Advancing Quantum Sensor for Bio applications with a collaborative work

A research team at Università degli Studi Roma Tre has shown that quantum light can be used to track enzyme reactions in real time. The researchers developed a setup that allowed them to control the light at the level of a single photon. This made it possible to use low illumination without disrupting the enzymes, with the potential to achieve improved sensitivity. The capability to address the sample directly allowed dynamic tracking with higher resolution.

The researchers used their new technique to track changes in the chirality of a sucrose solution due to activity of an enzyme known as invertase. Tracking the chirality — the ability of a given molecule to rotate the polarization of light — provides information that can be used to determine how many molecules of sucrose have been processed by the enzymes. Control of the probe at the quantum level demonstrated the potential for reducing invasiveness while optimizing sensitivity at the same time.

“This work is just one example of what quantum sensors could do,” research team leader Ilaria Gianani said. “Quantum sensors could be used to optimally use light for countless applications, including biological imaging, magnetic field sensing, and even detection of gravitational waves.”
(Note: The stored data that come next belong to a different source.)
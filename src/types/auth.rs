use serde::{Deserialize, Serialize};

#[derive(Debug, Clone, Serialize)]
pub struct LoginRequest {
    pub email: String,
    pub password: String,
}

#[derive(Debug, Clone, PartialEq, Serialize, Deserialize)]
pub struct User {
    #[serde(default, alias = "_id")]
    pub id: Option<String>,
    pub email: String,
    #[serde(default)]
    pub full_name: Option<String>,
    #[serde(default)]
    pub role: Option<String>,
}

impl User {
    /// Name shown in greetings, falling back to the email address.
    pub fn display_name(&self) -> &str {
        match self.full_name.as_deref() {
            Some(name) if !name.is_empty() => name,
            _ => &self.email,
        }
    }
}

#[derive(Debug, Clone, Deserialize)]
pub struct LoginResponse {
    pub access_token: String,
    #[serde(default)]
    pub token_type: Option<String>,
    pub user: User,
}
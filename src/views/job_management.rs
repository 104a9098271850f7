use tracing::{error, info};

use crate::core::ApiClient;
use crate::error::ApiResult;
use crate::types::{Job, JobList, JobParams, JobStatus};
use crate::utils::format_date;
use crate::views::{LoadTicket, LoadTracker, Pagination};

/// Server-side filters of the job list.
#[derive(Debug, Clone, Default, PartialEq)]
pub struct JobFilters {
    pub status: Option<JobStatus>,
    pub is_active: Option<bool>,
    pub search: String,
}

impl JobFilters {
    pub fn is_empty(&self) -> bool {
        self.status.is_none() && self.is_active.is_none() && self.search.trim().is_empty()
    }
}

/// Paged, filterable job list.
#[derive(Debug, Default)]
pub struct JobManagement {
    filters: JobFilters,
    pagination: Pagination,
    jobs: Vec<Job>,
    loading: bool,
    tracker: LoadTracker,
}

impl JobManagement {
    pub fn new() -> Self {
        Self::default()
    }

    pub fn jobs(&self) -> &[Job] {
        &self.jobs
    }

    pub fn filters(&self) -> &JobFilters {
        &self.filters
    }

    pub fn pagination(&self) -> &Pagination {
        &self.pagination
    }

    pub fn is_loading(&self) -> bool {
        self.loading
    }

    // Any filter change starts over from the first page.

    pub fn set_status_filter(&mut self, status: Option<JobStatus>) {
        self.filters.status = status;
        self.pagination.reset();
    }

    pub fn set_active_filter(&mut self, is_active: Option<bool>) {
        self.filters.is_active = is_active;
        self.pagination.reset();
    }

    pub fn set_search(&mut self, search: impl Into<String>) {
        self.filters.search = search.into();
        self.pagination.reset();
    }

    pub fn clear_filters(&mut self) {
        self.filters = JobFilters::default();
        self.pagination.reset();
    }

    pub fn go_to_page(&mut self, page: u32) {
        self.pagination.page = page.max(1);
    }

    /// Move forward one page; returns false when "Next" is disabled.
    pub fn next_page(&mut self) -> bool {
        if !self.pagination.has_next() {
            return false;
        }
        self.pagination.page += 1;
        true
    }

    /// Move back one page; returns false when "Previous" is disabled.
    pub fn previous_page(&mut self) -> bool {
        if !self.pagination.has_previous() {
            return false;
        }
        self.pagination.page -= 1;
        true
    }

    pub fn params(&self) -> JobParams {
        JobParams {
            page: Some(self.pagination.page),
            size: Some(self.pagination.size),
            status: self.filters.status,
            is_active: self.filters.is_active,
            search: Some(self.filters.search.clone()),
        }
    }

    pub fn begin_load(&mut self) -> (LoadTicket, JobParams) {
        self.loading = true;
        (self.tracker.begin(), self.params())
    }

    /// Apply a job list response unless it belongs to a superseded load.
    pub fn apply(&mut self, ticket: LoadTicket, result: ApiResult<JobList>) -> ApiResult<bool> {
        if !self.tracker.is_current(ticket) {
            info!("Discarding stale job list response");
            return Ok(false);
        }
        self.loading = false;
        let list = result.map_err(|e| {
            error!("Failed to fetch jobs: {}", e);
            e
        })?;
        self.jobs = list.jobs;
        self.pagination.total = list.total;
        Ok(true)
    }

    pub async fn load(&mut self, client: &ApiClient) -> ApiResult<()> {
        let (ticket, params) = self.begin_load();
        let result = client.get_jobs(&params).await;
        self.apply(ticket, result).map(|_| ())
    }

    /// Delete then re-fetch the current page.
    pub async fn delete(&mut self, client: &ApiClient, job_id: &str) -> ApiResult<()> {
        client.delete_job(job_id).await?;
        self.load(client).await
    }

    pub async fn set_status(
        &mut self,
        client: &ApiClient,
        job_id: &str,
        status: JobStatus,
    ) -> ApiResult<()> {
        client.update_job_status(job_id, status).await?;
        self.load(client).await
    }

    pub fn render(&self) -> Vec<String> {
        let mut lines = vec![self.pagination.total_label()];

        if self.jobs.is_empty() {
            lines.push("No jobs found".to_string());
            if self.filters.is_empty() {
                lines.push("Get started by creating your first job posting.".to_string());
            } else {
                lines.push("Try adjusting your filters or search terms.".to_string());
            }
            return lines;
        }

        for job in &self.jobs {
            lines.extend(render_job_card(job));
        }

        if self.pagination.shows_controls() {
            let prev = if self.pagination.has_previous() { "< Previous" } else { "  " };
            let next = if self.pagination.has_next() { "Next >" } else { "" };
            lines.push(format!("{}  {}  {}", prev, self.pagination.label(), next));
        }
        lines
    }
}

/// Summary card of one job in the list.
pub fn render_job_card(job: &Job) -> Vec<String> {
    let mut lines = vec![format!("[{}] {} ({})", job.id, job.title, job.status.label())];
    lines.push(format!("    {}", job.company));
    if let Some(location) = &job.location {
        lines.push(format!("    {}", location));
    }
    lines.push(format!("    {} | {}", job.salary_range(), job.job_type));
    if let Some(created) = &job.created_at {
        lines.push(format!("    Posted {}", format_date(created)));
    }
    lines
}

#[cfg(test)]
mod tests {
    use super::*;
    use crate::core::MemoryTokenStore;
    use mockito::Matcher;
    use std::sync::Arc;

    fn list_with(total: u64) -> JobList {
        JobList {
            jobs: Vec::new(),
            total,
            page: None,
            size: None,
        }
    }

    #[test]
    fn test_filter_change_resets_page() {
        let mut view = JobManagement::new();
        view.go_to_page(3);
        view.set_status_filter(Some(JobStatus::Published));
        assert_eq!(view.pagination().page, 1);

        view.go_to_page(2);
        view.set_search("rust");
        assert_eq!(view.pagination().page, 1);

        let params = view.params();
        assert_eq!(params.size, Some(10));
        assert_eq!(params.status, Some(JobStatus::Published));
        assert_eq!(params.search.as_deref(), Some("rust"));
    }

    #[test]
    fn test_page_navigation_respects_bounds() {
        let mut view = JobManagement::new();
        let (ticket, _) = view.begin_load();
        view.apply(ticket, Ok(list_with(25))).unwrap();

        assert!(!view.previous_page());
        assert!(view.next_page());
        assert!(view.next_page());
        assert_eq!(view.pagination().page, 3);
        assert!(!view.next_page());
        assert!(view.previous_page());
        assert_eq!(view.pagination().page, 2);
    }

    #[test]
    fn test_later_requested_load_wins() {
        let mut view = JobManagement::new();
        let (first, _) = view.begin_load();
        view.set_search("go");
        let (second, _) = view.begin_load();

        assert!(view.apply(second, Ok(list_with(3))).unwrap());
        assert!(!view.apply(first, Ok(list_with(99))).unwrap());
        assert_eq!(view.pagination().total, 3);
    }

    #[test]
    fn test_render_empty_with_filters() {
        let mut view = JobManagement::new();
        view.set_active_filter(Some(true));
        let lines = view.render();
        assert_eq!(lines[0], "0 jobs");
        assert_eq!(lines[2], "Try adjusting your filters or search terms.");
    }

    #[tokio::test]
    async fn test_delete_refetches_list() {
        let mut server = mockito::Server::new_async().await;
        let delete = server
            .mock("DELETE", "/jobs/j1")
            .with_status(200)
            .with_body(r#"{"message":"Job deleted successfully"}"#)
            .create_async()
            .await;
        let list = server
            .mock("GET", "/jobs")
            .match_query(Matcher::AllOf(vec![
                Matcher::UrlEncoded("page".into(), "1".into()),
                Matcher::UrlEncoded("size".into(), "10".into()),
            ]))
            .with_status(200)
            .with_body(
                r#"{"jobs":[{"id":"j2","title":"Go Dev","company":"Beta","description":"d",
                    "salary_min":50000,"salary_max":60000,"status":"closed"}],"total":1}"#,
            )
            .create_async()
            .await;

        let client =
            ApiClient::new(&server.url(), Arc::new(MemoryTokenStore::with_token("t"))).unwrap();
        let mut view = JobManagement::new();
        view.delete(&client, "j1").await.unwrap();

        assert_eq!(view.jobs().len(), 1);
        assert_eq!(view.jobs()[0].id, "j2");
        let card = render_job_card(&view.jobs()[0]);
        assert_eq!(card[0], "[j2] Go Dev (Closed)");
        assert_eq!(card[2], "    $50,000 - $60,000 | full-time");
        delete.assert_async().await;
        list.assert_async().await;
    }
}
“Key to our success was a collaboration between quantum physicists, who know how to deal with photons, and biologists, who know how to deal with biological systems,” Gianani said. “This collaboration wouldn’t have been possible without the supervision of professor M. Barbieri, principal investigator of the Quantum Optics Group.”

The researchers said there are some technological aspects to address before their approach could be applied to the tracking of enzymatic reactions. For example, light losses are a strong limiting factor, but the team hopes that its work will help spur technology development that could address this problem. This preliminary effort, bringing together methods of quantum physics and biology, could be a step toward the full development of quantum sensors for biological systems.